Work request » Whenever a line carries the word "BTreeMap", pull it out of the entries.

Collection entries:

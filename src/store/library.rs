use std::collections::BTreeMap;

use crate::{
    chapter::Chapter,
    codec::CodedTextViewContents,
    config::MarginaliaConfig,
    error::MarginaliaError,
    flashcard::{Flashcard, FlashcardField, FlashcardRecord},
    outline::{EditOutcome, OutlineContainer, OutlineEdit, OutlineRecord},
    properties::{CardId, DocumentId, OutlineId},
    store::{ObjectStore, StoreKey, Transaction},
};

/// Persists outlines, chapter notes and flashcards through an injected [ObjectStore].
///
/// Notes are stored per chapter, so outline edits that renumber chapters move the affected notes
/// and flashcards along in the same atomic unit.
#[derive(Debug)]
pub struct Library<S: ObjectStore> {
    store: S,
    max_depth: usize,
    new_item_label: String,
}

impl<S: ObjectStore> Library<S> {
    pub fn new(store: S, config: &MarginaliaConfig) -> Library<S> {
        Library {
            store,
            max_depth: config.outline.max_depth,
            new_item_label: config.outline.new_item_label.clone(),
        }
    }

    pub fn store(&self) -> &S {
        &self.store
    }

    pub fn into_store(self) -> S {
        self.store
    }

    pub fn save_outline(
        &mut self,
        doc: DocumentId,
        outline: &OutlineContainer,
    ) -> Result<(), MarginaliaError> {
        let bytes = serde_json::to_vec(&outline.to_records())?;
        self.store.put(&StoreKey::Outline(doc).to_string(), bytes)
    }

    pub fn load_outline(
        &self,
        doc: DocumentId,
    ) -> Result<Option<OutlineContainer>, MarginaliaError> {
        let Some(bytes) = self.store.get(&StoreKey::Outline(doc).to_string())? else {
            return Ok(None);
        };
        let records: Vec<OutlineRecord> = serde_json::from_slice(&bytes)?;
        Ok(Some(OutlineContainer::from_records(records, self.max_depth)?))
    }

    /// Store the note of `chapter`. The contents are encoded before anything is written.
    pub fn save_contents(
        &mut self,
        doc: DocumentId,
        chapter: &Chapter,
        contents: &CodedTextViewContents,
    ) -> Result<(), MarginaliaError> {
        let bytes = contents.encode()?;
        self.store
            .put(&StoreKey::Note(doc, chapter.clone()).to_string(), bytes)
    }

    pub fn load_contents(
        &self,
        doc: DocumentId,
        chapter: &Chapter,
    ) -> Result<Option<CodedTextViewContents>, MarginaliaError> {
        self.store
            .get(&StoreKey::Note(doc, chapter.clone()).to_string())?
            .map(|bytes| CodedTextViewContents::decode(&bytes))
            .transpose()
    }

    /// Like [Self::load_contents], but a missing or undecodable note reads as an empty one.
    /// Storage failures still surface.
    pub fn load_contents_or_empty(
        &self,
        doc: DocumentId,
        chapter: &Chapter,
    ) -> Result<CodedTextViewContents, MarginaliaError> {
        Ok(self
            .store
            .get(&StoreKey::Note(doc, chapter.clone()).to_string())?
            .map(|bytes| CodedTextViewContents::decode_or_empty(&bytes))
            .unwrap_or_default())
    }

    pub fn save_flashcard(
        &mut self,
        doc: DocumentId,
        card: &Flashcard,
    ) -> Result<(), MarginaliaError> {
        let mut fields = Vec::with_capacity(FlashcardField::ALL.len());
        for field in FlashcardField::ALL {
            let bytes = card.field(field).map(|contents| contents.encode()).transpose()?;
            fields.push((field, bytes));
        }
        let record = serde_json::to_vec(&card.record())?;
        self.store.atomically(|txn| {
            txn.put(&StoreKey::Card(card.id).to_string(), record);
            for (field, bytes) in fields {
                let key = StoreKey::CardField(card.id, field).to_string();
                match bytes {
                    Some(bytes) => txn.put(&key, bytes),
                    None => txn.remove(&key),
                }
            }
            let mut index = card_index(txn, doc)?;
            if !index.contains(&card.id) {
                index.push(card.id);
                put_card_index(txn, doc, &index)?;
            }
            Ok(())
        })
    }

    pub fn load_flashcard(&self, id: CardId) -> Result<Option<Flashcard>, MarginaliaError> {
        let Some(bytes) = self.store.get(&StoreKey::Card(id).to_string())? else {
            return Ok(None);
        };
        let record: FlashcardRecord = serde_json::from_slice(&bytes)?;
        let load = |field: FlashcardField| -> Result<_, MarginaliaError> {
            Ok(self
                .store
                .get(&StoreKey::CardField(id, field).to_string())?
                .map(|bytes| CodedTextViewContents::decode_or_empty(&bytes)))
        };
        Ok(Some(Flashcard {
            id: record.id,
            chapter: record.chapter,
            question: load(FlashcardField::Question)?.unwrap_or_default(),
            hint: if record.has_hint {
                load(FlashcardField::Hint)?
            } else {
                None
            },
            answer: load(FlashcardField::Answer)?.unwrap_or_default(),
        }))
    }

    /// Every flashcard of `doc`, in creation order.
    pub fn flashcards(&self, doc: DocumentId) -> Result<Vec<Flashcard>, MarginaliaError> {
        let index = read_card_index(&self.store, doc)?;
        let mut cards = Vec::with_capacity(index.len());
        for id in index {
            match self.load_flashcard(id)? {
                Some(card) => cards.push(card),
                None => tracing::warn!("Card index of {doc} lists missing card {id}"),
            }
        }
        Ok(cards)
    }

    pub fn delete_flashcard(&mut self, doc: DocumentId, id: CardId) -> Result<(), MarginaliaError> {
        self.store.atomically(|txn| {
            remove_card(txn, id);
            let mut index = card_index(txn, doc)?;
            index.retain(|card| *card != id);
            put_card_index(txn, doc, &index)
        })
    }

    /// Insert a new item with the configured label right after `id`'s subtree.
    pub fn add_item_below(
        &mut self,
        doc: DocumentId,
        id: OutlineId,
    ) -> Result<EditOutcome, MarginaliaError> {
        let label = self.new_item_label.clone();
        self.apply_outline_edit(doc, &OutlineEdit::AddSiblingBelow { id, label })
    }

    /// Append a new last child with the configured label under `id`.
    pub fn add_subitem(
        &mut self,
        doc: DocumentId,
        id: OutlineId,
    ) -> Result<EditOutcome, MarginaliaError> {
        let label = self.new_item_label.clone();
        self.apply_outline_edit(doc, &OutlineEdit::AddChild { id, label })
    }

    /// Run `edit` on the stored outline of `doc` and persist the result in one atomic unit:
    /// the renumbered outline, the notes of moved chapters under their new keys, and the chapters
    /// of affected flashcards. Notes and flashcards of removed items are deleted.
    pub fn apply_outline_edit(
        &mut self,
        doc: DocumentId,
        edit: &OutlineEdit,
    ) -> Result<EditOutcome, MarginaliaError> {
        let mut outline = self
            .load_outline(doc)?
            .ok_or_else(|| MarginaliaError::NotFound(format!("outline of document {doc}")))?;
        let outcome = outline.apply(edit)?;
        let records = serde_json::to_vec(&outline.to_records())?;

        let moves: BTreeMap<Chapter, Chapter> = outcome
            .changes
            .iter()
            .map(|change| (change.old.clone(), change.new.clone()))
            .collect();
        let removed: Vec<Chapter> = outcome
            .removed
            .iter()
            .map(|(_, chapter)| chapter.clone())
            .collect();

        self.store.atomically(|txn| {
            txn.put(&StoreKey::Outline(doc).to_string(), records);

            // Read every moved note before writing any, since moves can chain.
            let mut notes = Vec::new();
            for (old, new) in moves.iter() {
                let key = StoreKey::Note(doc, old.clone()).to_string();
                if let Some(bytes) = txn.get(&key)? {
                    notes.push((key, StoreKey::Note(doc, new.clone()).to_string(), bytes));
                }
            }
            for (old_key, _, _) in notes.iter() {
                txn.remove(old_key);
            }
            for chapter in removed.iter() {
                txn.remove(&StoreKey::Note(doc, chapter.clone()).to_string());
            }
            for (_, new_key, bytes) in notes {
                txn.put(&new_key, bytes);
            }

            let mut index = card_index(txn, doc)?;
            let mut dropped = Vec::new();
            for id in index.iter() {
                let key = StoreKey::Card(*id).to_string();
                let Some(bytes) = txn.get(&key)? else {
                    continue;
                };
                let mut record: FlashcardRecord = serde_json::from_slice(&bytes)?;
                if removed.contains(&record.chapter) {
                    dropped.push(*id);
                } else if let Some(new) = moves.get(&record.chapter) {
                    record.chapter = new.clone();
                    txn.put(&key, serde_json::to_vec(&record)?);
                }
            }
            if !dropped.is_empty() {
                for id in dropped.iter() {
                    remove_card(txn, *id);
                }
                index.retain(|id| !dropped.contains(id));
                put_card_index(txn, doc, &index)?;
            }
            tracing::debug!(
                "outline edit on {doc}: {} chapters moved, {} removed, {} staged writes",
                moves.len(),
                removed.len(),
                txn.staged()
            );
            Ok(())
        })?;
        Ok(outcome)
    }
}

fn read_card_index<S: ObjectStore>(
    store: &S,
    doc: DocumentId,
) -> Result<Vec<CardId>, MarginaliaError> {
    match store.get(&StoreKey::CardIndex(doc).to_string())? {
        Some(bytes) => Ok(serde_json::from_slice(&bytes)?),
        None => Ok(Vec::new()),
    }
}

fn card_index<S: ObjectStore>(
    txn: &Transaction<'_, S>,
    doc: DocumentId,
) -> Result<Vec<CardId>, MarginaliaError> {
    match txn.get(&StoreKey::CardIndex(doc).to_string())? {
        Some(bytes) => Ok(serde_json::from_slice(&bytes)?),
        None => Ok(Vec::new()),
    }
}

fn put_card_index<S: ObjectStore>(
    txn: &mut Transaction<'_, S>,
    doc: DocumentId,
    index: &[CardId],
) -> Result<(), MarginaliaError> {
    txn.put(
        &StoreKey::CardIndex(doc).to_string(),
        serde_json::to_vec(index)?,
    );
    Ok(())
}

fn remove_card<S: ObjectStore>(txn: &mut Transaction<'_, S>, id: CardId) {
    txn.remove(&StoreKey::Card(id).to_string());
    for field in FlashcardField::ALL {
        txn.remove(&StoreKey::CardField(id, field).to_string());
    }
}

#[cfg(test)]
mod tests {
    use super::*;
    use crate::{block::Block, store::MemoryStore};
    use test_log::test;

    fn library() -> Library<MemoryStore> {
        Library::new(MemoryStore::new(), &MarginaliaConfig::default())
    }

    #[test]
    fn test_missing_things_read_as_none() {
        let library = library();
        let doc = DocumentId::new();
        assert!(library.load_outline(doc).unwrap().is_none());
        assert!(library.load_contents(doc, &Chapter::root()).unwrap().is_none());
        assert!(library
            .load_contents_or_empty(doc, &Chapter::root())
            .unwrap()
            .is_empty());
        assert!(library.load_flashcard(CardId::new()).unwrap().is_none());
        assert!(library.flashcards(doc).unwrap().is_empty());
    }

    #[test]
    fn test_encode_failure_writes_nothing() {
        let mut library = library();
        let doc = DocumentId::new();
        let bad = CodedTextViewContents::new(vec![Block::image(Vec::new())]);
        assert!(matches!(
            library.save_contents(doc, &Chapter::new([0]), &bad),
            Err(MarginaliaError::Encode(_))
        ));
        assert!(library.store().is_empty());
    }

    #[test]
    fn test_undecodable_note_reads_empty() {
        let mut store = MemoryStore::new();
        let doc = DocumentId::new();
        store
            .put(&StoreKey::Note(doc, Chapter::new([0])).to_string(), b"garbage".to_vec())
            .unwrap();
        let library = Library::new(store, &MarginaliaConfig::default());
        assert!(library.load_contents(doc, &Chapter::new([0])).is_err());
        assert!(library
            .load_contents_or_empty(doc, &Chapter::new([0]))
            .unwrap()
            .is_empty());
    }

    #[test]
    fn test_edit_without_outline_is_not_found() {
        let mut library = library();
        let result = library.apply_outline_edit(
            DocumentId::new(),
            &OutlineEdit::Delete {
                id: OutlineId::new(),
            },
        );
        assert!(matches!(result, Err(MarginaliaError::NotFound(_))));
    }
}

Exercise response »
use std::collections::BTreeMap;
        let moves: BTreeMap<Chapter, Chapter> = outcome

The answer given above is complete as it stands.